Collected data entries:

//! Application configuration

use std::env;

use kampung_billing::{BillingConfig, BillingError};

/// Application configuration loaded from environment variables
#[derive(Debug, Clone)]
pub struct Config {
    // Server
    pub bind_address: String,
    pub cors_allowed_origins: Vec<String>,

    // Database
    pub database_url: String,
    pub database_max_connections: u32,
    pub run_migrations: bool,

    // Authentication
    pub jwt_secret: String,

    // Billing
    pub billing: BillingConfig,
}

impl Config {
    /// Load configuration from environment variables
    pub fn from_env() -> Result<Self, ConfigError> {
        Ok(Self {
            // Server
            bind_address: env::var("BIND_ADDRESS").unwrap_or_else(|_| "0.0.0.0:3000".to_string()),
            cors_allowed_origins: env::var("CORS_ALLOWED_ORIGINS")
                .unwrap_or_default()
                .split(',')
                .map(str::trim)
                .filter(|s| !s.is_empty())
                .map(String::from)
                .collect(),

            // Database
            database_url: env::var("DATABASE_URL")
                .map_err(|_| ConfigError::Missing("DATABASE_URL"))?,
            database_max_connections: env::var("DATABASE_MAX_CONNECTIONS")
                .unwrap_or_else(|_| "20".to_string())
                .parse()
                .unwrap_or(20),
            run_migrations: env::var("RUN_MIGRATIONS")
                .map(|v| v == "true" || v == "1")
                .unwrap_or(false),

            // Authentication
            jwt_secret: {
                let secret =
                    env::var("JWT_SECRET").map_err(|_| ConfigError::Missing("JWT_SECRET"))?;
                if secret.len() < 32 {
                    return Err(ConfigError::WeakSecret(
                        "JWT_SECRET must be at least 32 characters",
                    ));
                }
                secret
            },

            billing: BillingConfig::from_env()?,
        })
    }
}

#[derive(Debug, thiserror::Error)]
pub enum ConfigError {
    #[error("Missing required environment variable: {0}")]
    Missing(&'static str),
    #[error("Weak secret: {0}")]
    WeakSecret(&'static str),
    #[error("Invalid billing configuration: {0}")]
    Billing(#[from] BillingError),
}

#[cfg(test)]
#[allow(clippy::unwrap_used)]
mod tests {
    use super::*;
    use serial_test::serial;

    fn setup_config() {
        env::set_var("DATABASE_URL", "postgres://localhost/kampung_test");
        env::set_var("JWT_SECRET", "test-secret-key-at-least-32-chars!");
        env::set_var("MANUAL_ACCOUNT_NUMBER", "1234567890");
        env::remove_var("PLATFORM_FEE_PERCENT");
        env::remove_var("CORS_ALLOWED_ORIGINS");
    }

    fn cleanup_config() {
        for key in [
            "DATABASE_URL",
            "JWT_SECRET",
            "MANUAL_ACCOUNT_NUMBER",
            "PLATFORM_FEE_PERCENT",
            "CORS_ALLOWED_ORIGINS",
        ] {
            env::remove_var(key);
        }
    }

    #[test]
    #[serial]
    fn test_config_loads_with_defaults() {
        setup_config();
        env::set_var(
            "CORS_ALLOWED_ORIGINS",
            "https://app.kampung.id, https://admin.kampung.id",
        );

        let config = Config::from_env().unwrap();
        assert_eq!(config.bind_address, "0.0.0.0:3000");
        assert_eq!(config.database_max_connections, 20);
        assert_eq!(config.billing.platform_fee.basis_points(), 500);
        assert_eq!(
            config.cors_allowed_origins,
            vec!["https://app.kampung.id", "https://admin.kampung.id"]
        );

        cleanup_config();
    }

    #[test]
    #[serial]
    fn test_short_jwt_secret_rejected() {
        setup_config();
        env::set_var("JWT_SECRET", "short");

        assert!(matches!(Config::from_env(), Err(ConfigError::WeakSecret(_))));

        cleanup_config();
    }

    #[test]
    #[serial]
    fn test_missing_database_url_rejected() {
        setup_config();
        env::remove_var("DATABASE_URL");

        assert!(matches!(
            Config::from_env(),
            Err(ConfigError::Missing("DATABASE_URL"))
        ));

        cleanup_config();
    }

    #[test]
    #[serial]
    fn test_out_of_range_fee_rejected_at_startup() {
        setup_config();
        env::set_var("PLATFORM_FEE_PERCENT", "101");

        assert!(matches!(
            Config::from_env(),
            Err(ConfigError::Billing(BillingError::Config(_)))
        ));

        cleanup_config();
    }
}
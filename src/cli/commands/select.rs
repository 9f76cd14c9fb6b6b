//! Select command - show picks without rendering.

use super::{parse_strategy, Run};
use crate::cli::preflight::Operation;
use crate::cli::Output;
use crate::config::Settings;
use crate::selection::SelectionOptions;
use anyhow::Result;

/// Run the select command.
pub async fn run_select(
    input: &str,
    strategy: Option<&str>,
    count: usize,
    seed: Option<u64>,
    json: bool,
    keep_temp: bool,
    settings: Settings,
) -> Result<()> {
    let strategy = parse_strategy(strategy, &settings)?;
    let mut options = SelectionOptions::from_settings(&settings.selection, 0);
    options.count = count.max(1);

    let run = Run::start(Operation::Select, input, settings, seed, keep_temp, None)?;
    options.seed = run.ctx.seed;

    let result = async {
        run.ctx.prepare().await?;
        let source = run.pipeline.acquire(&run.ctx, input).await?;
        let segments = run.pipeline.select(&source, strategy, &options).await;
        Ok::<_, crate::ReelcutError>((source, segments))
    }
    .await;
    let (source, segments) = run.finish(result).await?;

    if json {
        println!("{}", serde_json::to_string_pretty(&segments)?);
        return Ok(());
    }

    Output::header(&source.title);
    Output::kv("Strategy", &strategy.to_string());
    Output::kv("Duration", &format!("{:.1}s", source.duration()));
    println!();
    for (i, segment) in segments.iter().enumerate() {
        Output::segment(i, segment);
    }
    Ok(())
}
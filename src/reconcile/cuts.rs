//! Cut planning.

use super::{ReconcileConfig, VariationSlot};
use crate::error::{ReelcutError, Result};
use crate::narration::NarrationTimeline;
use rand::rngs::StdRng;
use rand::{Rng, SeedableRng};
use serde::Serialize;
use tracing::{debug, info};

/// One extracted sub-clip of the source.
#[derive(Debug, Clone, Copy, PartialEq, Serialize)]
pub struct Cut {
    pub source_start: f64,
    pub source_end: f64,
}

impl Cut {
    pub fn duration(&self) -> f64 {
        self.source_end - self.source_start
    }
}

/// Ordered cuts that together cover the narration.
#[derive(Debug, Clone, PartialEq, Serialize)]
pub struct CutPlan {
    pub cuts: Vec<Cut>,
    pub clip_duration: f64,
    pub narration_duration: f64,
    /// Source range the cuts were sampled from.
    pub window: (f64, f64),
}

impl CutPlan {
    /// Length of the joined cuts before fitting.
    pub fn visual_duration(&self) -> f64 {
        self.clip_duration * self.cuts.len() as f64
    }
}

/// Plan evenly spread, jittered cuts for a narration of known length.
///
/// Cut count is at least one per sentence and at least
/// `ceil(total / target_cut_seconds)`. When the window cannot supply that
/// much footage the count drops and each cut gets longer instead; the
/// shortfall is made up by looping during assembly. Same inputs and seed
/// always give the same plan.
pub fn plan_cuts(
    timeline: &NarrationTimeline,
    source_duration: f64,
    config: &ReconcileConfig,
    slot: VariationSlot,
    seed: u64,
) -> Result<CutPlan> {
    let total = timeline.total_duration();
    if total <= 0.0 {
        return Err(ReelcutError::Reconcile("narration timeline is empty".into()));
    }
    if !source_duration.is_finite() || source_duration <= 0.0 {
        return Err(ReelcutError::Reconcile(format!(
            "source duration {} is not positive",
            source_duration
        )));
    }

    let (mut usable_start, mut usable_end) = (
        config.usable_start * source_duration,
        config.usable_end * source_duration,
    );
    if usable_end <= usable_start || usable_start < 0.0 || usable_end > source_duration {
        usable_start = 0.0;
        usable_end = source_duration;
    }
    let (window_start, window_end) = slot.window(usable_start, usable_end);
    let window = window_end - window_start;

    let target = if config.target_cut_seconds > 0.0 {
        config.target_cut_seconds
    } else {
        2.5
    };

    let mut num_cuts = timeline.len().max((total / target).ceil() as usize).max(1);
    let mut clip_duration = total / num_cuts as f64;

    if total > window {
        let supported = (window / target).floor() as usize;
        num_cuts = num_cuts.min(supported).max(1);
        clip_duration = window / num_cuts as f64;
        info!(
            num_cuts,
            clip_duration, "Source window of {:.1}s is shorter than narration, fewer cuts", window
        );
    }

    let latest_start = (window_end - clip_duration).max(window_start);
    let mut rng = StdRng::seed_from_u64(seed);

    let starts: Vec<f64> = if num_cuts == 1 {
        vec![window_start + (window - clip_duration).max(0.0) / 2.0]
    } else {
        let step = (window - clip_duration).max(0.0) / (num_cuts - 1) as f64;
        let spread = config.jitter.max(0.0) * step;
        (0..num_cuts)
            .map(|i| {
                let base = window_start + i as f64 * step;
                let jitter = if spread > 0.0 {
                    rng.gen_range(-spread..=spread)
                } else {
                    0.0
                };
                base + jitter
            })
            .collect()
    };

    let cuts: Vec<Cut> = starts
        .into_iter()
        .map(|s| {
            let source_start = s.max(window_start).min(latest_start);
            Cut {
                source_start,
                source_end: source_start + clip_duration,
            }
        })
        .collect();

    debug!(
        num_cuts,
        clip_duration,
        window_start,
        window_end,
        "Planned cuts for {:.2}s narration",
        total
    );

    Ok(CutPlan {
        cuts,
        clip_duration,
        narration_duration: total,
        window: (window_start, window_end),
    })
}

## WORK TO BE COMPLETED
Each line above that contains the word "usize" should be copied.

## EXPECTED ANSWER
    count: usize,
    let mut num_cuts = timeline.len().max((total / target).ceil() as usize).max(1);
        let supported = (window / target).floor() as usize;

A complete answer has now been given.